Rupiah Terpuruk Pukul Industri Properti & Tekstil di Sukoharjo

Ilustrasi menghitung uang rupiah. (Bisnis/Dwi Prasetya)
16 Agustus 2018 16:15 WIB R Bony Eko Wicaksono Sukoharjo Share :

Solopos.com, SUKOHARJO -- Pelemahan nilai tukar rupiah terhadap Dolar AS memukul dunia usaha terutama sektor properti dan tekstil di Sukoharjo. Selama ini, industri properti dan tekstil mengandalkan bahan baku impor yang otomatis harganya bakal melambung tinggi.

Kurs rupiah terhadap Dolar AS terpuruk hingga level Rp14.600 per dolar AS. Kondisi ini bakal memengaruhi proses produksi industri properti dan tekstil yang sangat bergantung pada bahan baku impor. Harga perlengkapan pembangunan properti yang diimpor bakal naik.

“Industri yang paling terdampak saat melemahnya nilai tukar rupiah adalah sektor properti dan tekstil,” kata Ketua Asosiasi Pengusaha Indonesia (Apindo) Sukoharjo, Yunus Arianto, saat berbincang dengan solopos.com, Rabu (15/8/2018).

Melemahnya nilai tukar rupiah berdampak pada daya beli masyarakat yang turun untuk membeli properti. Harga properti bakal semakin melambung terutama kelas atas atau high end yang sebagian besar bahan bakunya impor.

Kondisi ini membuat sebagian masyarakat memilih menahan keinginan untuk membelanjakan uangnya di sektor properti. “Para pengembang properti melakukan proteksi terhadap kenaikan harga material dan bunga bank.
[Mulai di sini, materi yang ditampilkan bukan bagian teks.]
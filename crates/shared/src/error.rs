/// Status codes carried on `Response` messages.
///
/// The host sees these verbatim; they are part of the wire contract and
/// must not be renumbered.
#[derive(Debug, Clone, Copy, PartialEq, Eq, serde::Serialize, serde::Deserialize)]
pub enum ErrorKind {
    UnsupportedOperation,
    Malformed,
    ProtocolViolation,
    Busy,
    InvalidArgument,
    NotFound,
    PermissionDenied,
    Timeout,
    ResourceExhausted,
    Unsupported,
    Unavailable,
    Cancelled,
    Internal,
}

impl ErrorKind {
    pub fn as_str(&self) -> &'static str {
        match self {
            ErrorKind::UnsupportedOperation => "unsupported_operation",
            ErrorKind::Malformed => "malformed",
            ErrorKind::ProtocolViolation => "protocol_violation",
            ErrorKind::Busy => "busy",
            ErrorKind::InvalidArgument => "invalid_argument",
            ErrorKind::NotFound => "not_found",
            ErrorKind::PermissionDenied => "permission_denied",
            ErrorKind::Timeout => "timeout",
            ErrorKind::ResourceExhausted => "resource_exhausted",
            ErrorKind::Unsupported => "unsupported",
            ErrorKind::Unavailable => "unavailable",
            ErrorKind::Cancelled => "cancelled",
            ErrorKind::Internal => "internal",
        }
    }
}

impl std::fmt::Display for ErrorKind {
    fn fmt(&self, f: &mut std::fmt::Formatter<'_>) -> std::fmt::Result {
        f.write_str(self.as_str())
    }
}
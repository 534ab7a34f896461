//! Length-prefixed framing over the serial byte-stream.
//!
//! `[len: u32 big-endian][payload: len bytes]`, no padding, no alignment.
//! A length header over the configured limit is fatal to the session; the
//! reader must not allocate or retain any part of such a frame.

use tokio::io::{AsyncRead, AsyncReadExt, AsyncWrite, AsyncWriteExt};

pub const LEN_HEADER_BYTES: usize = 4;

/// Default ceiling for one frame, header excluded.
pub const DEFAULT_MAX_FRAME_BYTES: u32 = 1024 * 1024;

#[derive(Debug, thiserror::Error)]
pub enum WireError {
    /// The peer or the device vanished, possibly mid-frame.
    #[error("channel disconnected")]
    Disconnected,
    /// Fatal framing violation; the session must be torn down.
    #[error("frame length {length} exceeds limit {limit}")]
    Oversize { length: u32, limit: u32 },
    #[error("channel i/o: {0}")]
    Io(std::io::Error),
}

impl From<std::io::Error> for WireError {
    fn from(err: std::io::Error) -> Self {
        use std::io::ErrorKind;
        match err.kind() {
            ErrorKind::UnexpectedEof
            | ErrorKind::BrokenPipe
            | ErrorKind::ConnectionReset
            | ErrorKind::ConnectionAborted
            | ErrorKind::NotConnected => WireError::Disconnected,
            _ => WireError::Io(err),
        }
    }
}

/// Read one complete frame, retrying short reads until the frame is whole.
///
/// A cut stream at any point yields [`WireError::Disconnected`]; no partial
/// payload escapes.
pub async fn read_frame<R>(reader: &mut R, max_frame_bytes: u32) -> Result<Vec<u8>, WireError>
where
    R: AsyncRead + Unpin,
{
    let mut header = [0u8; LEN_HEADER_BYTES];
    reader.read_exact(&mut header).await?;
    let length = u32::from_be_bytes(header);
    if length > max_frame_bytes {
        return Err(WireError::Oversize {
            length,
            limit: max_frame_bytes,
        });
    }

    let mut payload = vec![0u8; length as usize];
    reader.read_exact(&mut payload).await?;
    Ok(payload)
}

/// Write one complete frame. The caller serializes frame writes; this
/// function never interleaves with itself because only the session
/// write-loop invokes it.
pub async fn write_frame<W>(
    writer: &mut W,
    payload: &[u8],
    max_frame_bytes: u32,
) -> Result<(), WireError>
where
    W: AsyncWrite + Unpin,
{
    let length = u32::try_from(payload.len()).map_err(|_| WireError::Oversize {
        length: u32::MAX,
        limit: max_frame_bytes,
    })?;
    if length > max_frame_bytes {
        return Err(WireError::Oversize {
            length,
            limit: max_frame_bytes,
        });
    }

    writer.write_all(&length.to_be_bytes()).await?;
    writer.write_all(payload).await?;
    writer.flush().await?;
    Ok(())
}

#[cfg(test)]
mod tests {
    use super::*;
    use tokio::io::AsyncWriteExt;

    const LIMIT: u32 = 1024;

    #[tokio::test]
    async fn frame_round_trips() {
        let (mut host, mut guest) = tokio::io::duplex(4096);
        write_frame(&mut host, b"hello agent", LIMIT).await.unwrap();
        let frame = read_frame(&mut guest, LIMIT).await.unwrap();
        assert_eq!(frame, b"hello agent");
    }

    #[tokio::test]
    async fn empty_frame_is_valid() {
        let (mut host, mut guest) = tokio::io::duplex(64);
        write_frame(&mut host, b"", LIMIT).await.unwrap();
        assert_eq!(read_frame(&mut guest, LIMIT).await.unwrap(), b"");
    }

    #[tokio::test]
    async fn byte_at_a_time_delivery_reassembles() {
        let (mut host, mut guest) = tokio::io::duplex(4096);
        let payload = b"chunked delivery".to_vec();

        let writer = tokio::spawn(async move {
            let mut wire = Vec::new();
            wire.extend_from_slice(&(payload.len() as u32).to_be_bytes());
            wire.extend_from_slice(&payload);
            for byte in wire {
                host.write_all(&[byte]).await.unwrap();
                host.flush().await.unwrap();
                tokio::task::yield_now().await;
            }
            host
        });

        let frame = read_frame(&mut guest, LIMIT).await.unwrap();
        assert_eq!(frame, b"chunked delivery");
        writer.await.unwrap();
    }

    #[tokio::test]
    async fn oversize_header_is_a_protocol_error() {
        let (mut host, mut guest) = tokio::io::duplex(64);
        host.write_all(&[0xFF, 0xFF, 0xFF, 0xFF]).await.unwrap();
        match read_frame(&mut guest, LIMIT).await {
            Err(WireError::Oversize { length, limit }) => {
                assert_eq!(length, u32::MAX);
                assert_eq!(limit, LIMIT);
            }
            other => panic!("expected oversize error, got {other:?}"),
        }
    }

    #[tokio::test]
    async fn exact_limit_is_accepted() {
        let (mut host, mut guest) = tokio::io::duplex(8192);
        let payload = vec![7u8; LIMIT as usize];
        write_frame(&mut host, &payload, LIMIT).await.unwrap();
        assert_eq!(read_frame(&mut guest, LIMIT).await.unwrap(), payload);
    }

    #[tokio::test]
    async fn cut_mid_header_reads_as_disconnect() {
        let (mut host, mut guest) = tokio::io::duplex(64);
        host.write_all(&[0x00, 0x00]).await.unwrap();
        drop(host);
        assert!(matches!(
            read_frame(&mut guest, LIMIT).await,
            Err(WireError::Disconnected)
        ));
    }

    #[tokio::test]
    async fn cut_mid_payload_reads_as_disconnect() {
        let (mut host, mut guest) = tokio::io::duplex(64);
        host.write_all(&8u32.to_be_bytes()).await.unwrap();
        host.write_all(b"abc").await.unwrap();
        drop(host);
        assert!(matches!(
            read_frame(&mut guest, LIMIT).await,
            Err(WireError::Disconnected)
        ));
    }

    #[tokio::test]
    async fn oversize_write_is_refused() {
        let (mut host, _guest) = tokio::io::duplex(64);
        let payload = vec![0u8; LIMIT as usize + 1];
        assert!(matches!(
            write_frame(&mut host, &payload, LIMIT).await,
            Err(WireError::Oversize { .. })
        ));
    }
}
//! Inbound request dispatch.
//!
//! One registry maps operation tags to handler capabilities. Every
//! accepted request runs as its own task and produces exactly one
//! response: on success, on error, on panic, on cancellation, or on
//! abandonment. The dispatch path itself never blocks the read-loop, even
//! with a saturated outbound queue.

use std::collections::HashMap;
use std::sync::{Arc, Mutex};
use std::time::Duration;

use helion_shared::ErrorKind;
use helion_shared::message::{Kind, Message};
use helion_shared::ops::op;
use tokio::sync::{Semaphore, mpsc};
use tokio::task::AbortHandle;
use tokio::time::Instant;
use tokio_util::sync::CancellationToken;
use tracing::{debug, error, warn};

use crate::config::Config;
use crate::handler::{EventSink, Handler, RequestContext};
use crate::outbound::Frame;

struct Registration {
    handler: Arc<dyn Handler>,
    /// Per-operation concurrency cap; exceeding it answers `Busy`.
    permits: Option<Arc<Semaphore>>,
    /// Freeze and thaw share one slot: at most one quiesce operation runs
    /// at a time, whatever the per-operation caps say.
    serialize: Option<Arc<tokio::sync::Mutex<()>>>,
}

pub struct Dispatcher {
    cfg: Arc<Config>,
    handlers: HashMap<&'static str, Registration>,
    /// In-flight inbound requests by correlation id. The slot is `None`
    /// until the handler task is up; critical sections are map touches
    /// only.
    inflight: Arc<Mutex<HashMap<u64, Option<AbortHandle>>>>,
}

impl Dispatcher {
    pub fn new(cfg: Arc<Config>, handlers: Vec<Arc<dyn Handler>>) -> Self {
        let exec_permits = Arc::new(Semaphore::new(cfg.exec_concurrency));
        let quiesce_slot = Arc::new(tokio::sync::Mutex::new(()));

        let mut map = HashMap::new();
        for handler in handlers {
            let operation = handler.operation();
            let permits = match operation {
                op::EXECUTE => Some(exec_permits.clone()),
                op::FILE_READ | op::FILE_WRITE => {
                    Some(Arc::new(Semaphore::new(cfg.file_concurrency)))
                }
                _ => None,
            };
            let serialize =
                matches!(operation, op::FS_FREEZE | op::FS_THAW).then(|| quiesce_slot.clone());
            map.insert(
                operation,
                Registration {
                    handler,
                    permits,
                    serialize,
                },
            );
        }
        Dispatcher {
            cfg,
            handlers: map,
            inflight: Arc::new(Mutex::new(HashMap::new())),
        }
    }

    /// Operation tags this agent serves, for the hello capability list.
    pub fn operations(&self) -> Vec<String> {
        let mut ops: Vec<String> = self.handlers.keys().map(|k| k.to_string()).collect();
        ops.sort();
        ops
    }

    pub fn inflight_len(&self) -> usize {
        self.inflight.lock().unwrap().len()
    }

    /// Route one inbound request. Returns as soon as the handler task is
    /// spawned (or the refusal response is queued off-task).
    pub fn dispatch(&self, msg: Message, out: mpsc::Sender<Frame>, requests: &CancellationToken) {
        debug_assert!(matches!(msg.kind, Kind::Request));
        let cid = msg.correlation_id;

        let Some(reg) = self.handlers.get(msg.operation.as_str()) else {
            warn!(cid, operation = %msg.operation, "unsupported operation");
            respond_detached(
                out,
                Message::response_err(
                    cid,
                    msg.operation.clone(),
                    ErrorKind::UnsupportedOperation,
                    "operation not supported by this agent",
                ),
            );
            return;
        };
        let operation = reg.handler.operation();

        // Reserve the correlation id; a duplicate is the peer misbehaving,
        // but only this request is refused for it.
        {
            let mut inflight = self.inflight.lock().unwrap();
            if inflight.contains_key(&cid) {
                drop(inflight);
                warn!(cid, operation, "duplicate in-flight correlation id");
                respond_detached(
                    out,
                    Message::response_err(
                        cid,
                        operation,
                        ErrorKind::ProtocolViolation,
                        "correlation id already in flight",
                    ),
                );
                return;
            }
            inflight.insert(cid, None);
        }

        let permit = match &reg.permits {
            Some(semaphore) => match semaphore.clone().try_acquire_owned() {
                Ok(permit) => Some(permit),
                Err(_) => {
                    self.inflight.lock().unwrap().remove(&cid);
                    debug!(cid, operation, "concurrency cap reached");
                    respond_detached(
                        out,
                        Message::response_err(
                            cid,
                            operation,
                            ErrorKind::Busy,
                            "too many concurrent requests for this operation",
                        ),
                    );
                    return;
                }
            },
            None => None,
        };

        let requested = reg
            .handler
            .request_timeout(&msg.payload)
            .unwrap_or_else(|| reg.handler.default_timeout());
        let deadline = Instant::now() + requested.min(self.cfg.max_exec_timeout());
        let cancel = requests.child_token();

        let ctx = RequestContext {
            correlation_id: cid,
            operation,
            payload: msg.payload,
            deadline,
            cancel: cancel.clone(),
            events: EventSink::new(out.clone(), cid),
            cfg: self.cfg.clone(),
        };

        let watchdog = tokio::spawn({
            let cancel = cancel.clone();
            async move {
                tokio::time::sleep_until(deadline).await;
                cancel.cancel();
            }
        });

        let handler = reg.handler.clone();
        let serialize = reg.serialize.clone();
        let inflight = self.inflight.clone();
        tokio::spawn(async move {
            let _permit = permit;
            let _quiesce_guard = match &serialize {
                Some(slot) => Some(slot.lock().await),
                None => None,
            };

            let task = tokio::spawn(handler.handle(ctx));
            {
                let mut map = inflight.lock().unwrap();
                if let Some(slot) = map.get_mut(&cid) {
                    *slot = Some(task.abort_handle());
                }
            }

            let response = match task.await {
                Ok(Ok(payload)) => Message::response_ok(cid, operation, payload),
                Ok(Err(err)) => {
                    debug!(cid, operation, kind = %err.kind(), %err, "handler error");
                    Message::response_err(cid, operation, err.kind(), err.to_string())
                }
                Err(join_err) if join_err.is_panic() => {
                    error!(
                        cid,
                        operation,
                        panic = %panic_message(join_err),
                        "handler panicked"
                    );
                    Message::response_err(cid, operation, ErrorKind::Internal, "handler panicked")
                }
                Err(_) => {
                    warn!(cid, operation, "handler abandoned");
                    Message::response_err(cid, operation, ErrorKind::Cancelled, "request abandoned")
                }
            };
            watchdog.abort();

            // The response goes out before the in-flight entry clears, so
            // the id stays reserved until its answer is queued.
            match response.encode() {
                Ok(frame) => {
                    let _ = out.send(frame).await;
                }
                Err(err) => error!(cid, %err, "response encode failed"),
            }
            inflight.lock().unwrap().remove(&cid);
        });
    }

    /// True once the in-flight set is empty; false when `grace` ran out
    /// first.
    pub async fn wait_idle(&self, grace: Duration) -> bool {
        let deadline = Instant::now() + grace;
        loop {
            if self.inflight.lock().unwrap().is_empty() {
                return true;
            }
            if Instant::now() >= deadline {
                return false;
            }
            tokio::time::sleep(Duration::from_millis(20)).await;
        }
    }

    /// Abort handlers that ignored cancellation. Their supervising tasks
    /// still emit the abandonment response and clear the in-flight entry.
    pub fn force_abort(&self) {
        let handles: Vec<AbortHandle> = self
            .inflight
            .lock()
            .unwrap()
            .values()
            .filter_map(|slot| slot.clone())
            .collect();
        for handle in handles {
            handle.abort();
        }
    }
}

/// Queue a refusal without ever blocking the caller; back-pressure is
/// absorbed by a throwaway task.
fn respond_detached(out: mpsc::Sender<Frame>, response: Message) {
    match response.encode() {
        Ok(frame) => {
            tokio::spawn(async move {
                let _ = out.send(frame).await;
            });
        }
        Err(err) => error!(cid = response.correlation_id, %err, "response encode failed"),
    }
}

fn panic_message(join_err: tokio::task::JoinError) -> String {
    let payload = join_err.into_panic();
    if let Some(message) = payload.downcast_ref::<&'static str>() {
        (*message).to_string()
    } else if let Some(message) = payload.downcast_ref::<String>() {
        message.clone()
    } else {
        "opaque panic payload".to_string()
    }
}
Jika tidak mampu mengantisipasi, industri properti akan berguguran,” ujar dia.

Pria yang akrab disapa Ari ini mengkhawatirkan sektor riil tidak bergerak lantaran tak sedikit dana yang mengendap di perbankan atau lembaga keuangan seperti deposito, valas, dan obligasi.

Masyarakat diperkirakan menyimpan dana di perbankan dibanding membeli properti lantaran harganya tak terbendung.

Selain properti, industri tekstil menjadi sektor paling terdampak pelemahan nilai tukar rupiah. Hampir sebagian besar industri tekstil menggantungkan bahan baku impor. Saat nilai tukar rupiah melemah, harga bahan baku otomatis naik sehingga berimplikasi pada melonjaknya biaya produksi.

Para pengusaha tekstil harus memutar otak untuk mencari cara menekan kenaikan biaya produksi.

“Industri tekstil yang bergantung pada bahan baku impor namun menjual produk di pasar lokal. Mereka membeli bahan baku sesuai Dolar AS namun menjual produk sesuai kurs rupiah. Mereka yang paling merasakan efek pelemahan nilai tukar rupiah,” papar dia.

Ari berharap pelemahan nilai tukar rupiah tak bertahan lama lantaran berpengaruh pada dunia usaha di Kabupaten Jamu. Pemerintah pusat harus berupaya keras agar nilai tukar rupiah terhadap Dollar AS kembali menguat pada bulan depan.

Hal senada diungkapkan pengusaha properti asal Kecamatan Mojolaban, Sukoharjo, Dariyo. Saat ini, bisnis properti masih lesu lantaran naiknya suku bunga kredit pemilikan rumah (KPR) antara 10 persen-12 persen.

Penjualan properti bisa terus terdongkrak dengan turunnya suku bunga KPR. Kalangan masyarakat menengah ke bawah bakal memanfaatkan penurunan suku bunga KPR untuk memiliki hunian yang layak.